Blacks in Biomedical Research (Thanks HeLa!)



While on the plane, to San Diego, I came across a movie entitled, “The Immortal Life of Henrietta Lacks.” When we think about blacks in “biomedical research,” many of us immediately think about the “Tuskegee Experiment” but very few have heard the name Henrietta Lacks. Research was conducted at Johns Hopkins on Henrietta Lack’s cell line. She was a cancer patient who later died due to the unfortunate disease. It was the study of Henrietta’s cells at Johns Hopkins that pioneered much of biomedical research (regarding Cancer) that exists today.


The movie stars Oprah Winfrey and details the life of Henrietta. Henrietta’s cell line was referred to as “HeLa” for confidentiality. The research done on Henrietta’s cells was very controversial because this was done against Ms. Lacks’ knowledge. The movie goes on to suggest Johns Hopkins Hospital has a long history of “killing black people!” —(I don’t know anything about the validity of that accusation, but it is a very interesting and requires further research.) I have always been a fan of Johns Hopkins due to their strong influence in medicine and research, but this movie does cause me to lift a brow!

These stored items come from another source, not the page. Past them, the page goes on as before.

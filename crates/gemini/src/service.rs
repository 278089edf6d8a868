//! Remote audit service trait and the Gemini-backed implementation.
//!
//! The trait is the seam between the HTTP layer and the remote service:
//! handlers depend on `Arc<dyn RemoteAuditService>`, production wires in
//! [`GeminiAuditService`], and tests substitute a mock.

use async_trait::async_trait;
use tokio_util::sync::CancellationToken;

use crate::client::{GeminiApiError, GeminiClient, GenerationOptions};
use crate::files::RemoteFile;
use crate::poll::{poll_until_ready, PollConfig, PollOutcome};

/// Operations the audit pipeline needs from the remote service.
#[async_trait]
pub trait RemoteAuditService: Send + Sync {
    /// Upload a video and return its (possibly still processing) handle.
    async fn upload_video(
        &self,
        bytes: Vec<u8>,
        display_name: &str,
        mime_type: &str,
    ) -> Result<RemoteFile, GeminiApiError>;

    /// Wait until the uploaded video is ready for inference.
    async fn await_processing(
        &self,
        uploaded: RemoteFile,
        cancel: &CancellationToken,
    ) -> Result<RemoteFile, GeminiApiError>;

    /// Issue the single inference call and return the raw response text.
    async fn run_audit(
        &self,
        file: &RemoteFile,
        prompt: &str,
        model: &str,
    ) -> Result<String, GeminiApiError>;

    /// Delete the remote copy of the video (storage-quota cleanup).
    async fn delete_video(&self, name: &str) -> Result<(), GeminiApiError>;

    /// Model identifiers that support content generation.
    async fn list_model_ids(&self) -> Result<Vec<String>, GeminiApiError>;
}

/// Production implementation backed by [`GeminiClient`].
pub struct GeminiAuditService {
    client: GeminiClient,
    poll: PollConfig,
    generation: GenerationOptions,
}

impl GeminiAuditService {
    pub fn new(client: GeminiClient, poll: PollConfig, generation: GenerationOptions) -> Self {
        Self {
            client,
            poll,
            generation,
        }
    }
}

#[async_trait]
impl RemoteAuditService for GeminiAuditService {
    async fn upload_video(
        &self,
        bytes: Vec<u8>,
        display_name: &str,
        mime_type: &str,
    ) -> Result<RemoteFile, GeminiApiError> {
        self.client.upload_file(bytes, display_name, mime_type).await
    }

    async fn await_processing(
        &self,
        uploaded: RemoteFile,
        cancel: &CancellationToken,
    ) -> Result<RemoteFile, GeminiApiError> {
        match poll_until_ready(&self.client, uploaded, &self.poll, cancel).await? {
            PollOutcome::Ready(file) => Ok(file),
            PollOutcome::Failed => Err(GeminiApiError::ProcessingFailed),
            PollOutcome::TimedOut => Err(GeminiApiError::PollTimeout {
                waited: self.poll.max_wait,
            }),
            PollOutcome::Cancelled => Err(GeminiApiError::Cancelled),
        }
    }

    async fn run_audit(
        &self,
        file: &RemoteFile,
        prompt: &str,
        model: &str,
    ) -> Result<String, GeminiApiError> {
        self.client
            .generate_audit(file, prompt, model, &self.generation)
            .await
    }

    async fn delete_video(&self, name: &str) -> Result<(), GeminiApiError> {
        self.client.delete_file(name).await
    }

    async fn list_model_ids(&self) -> Result<Vec<String>, GeminiApiError> {
        let models = self.client.list_models().await?;
        Ok(models.iter().map(|m| m.id().to_string()).collect())
    }
}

I was very intrigued and moved by this film. How is this possible? Another African American legend that I know absolutely nothing about. My boyfriend is a pharmaceutical researcher. He has visits to Johns Hopkins all the time. He had no awareness of this either. This led me to do my own research. I was pleased to discover that in 2010, Johns Hopkins Institute for Clinical and Translational Research established the annual Henrietta Lacks Lecture Series in her honor.


I don’t know what all happened to Ms. Lacks when she was being treated at Johns Hopkins, but I am thankful to have been given a glimpse into her life through this film.


It seems more often I am discovering monumental African American figures in history whom I have previously had no knowledge.


This blog isn’t intended to be funny—like the majority of my blogs—but instead is intended to be informative. And in approaching the “Thanksgiving” holiday, This is also my way of saying, Thanks Ms. Lacks!!!!


Lesson I learned….


1.) Everyday my gratitude increases! Each day I discover another person or reason in which to be thankful!!!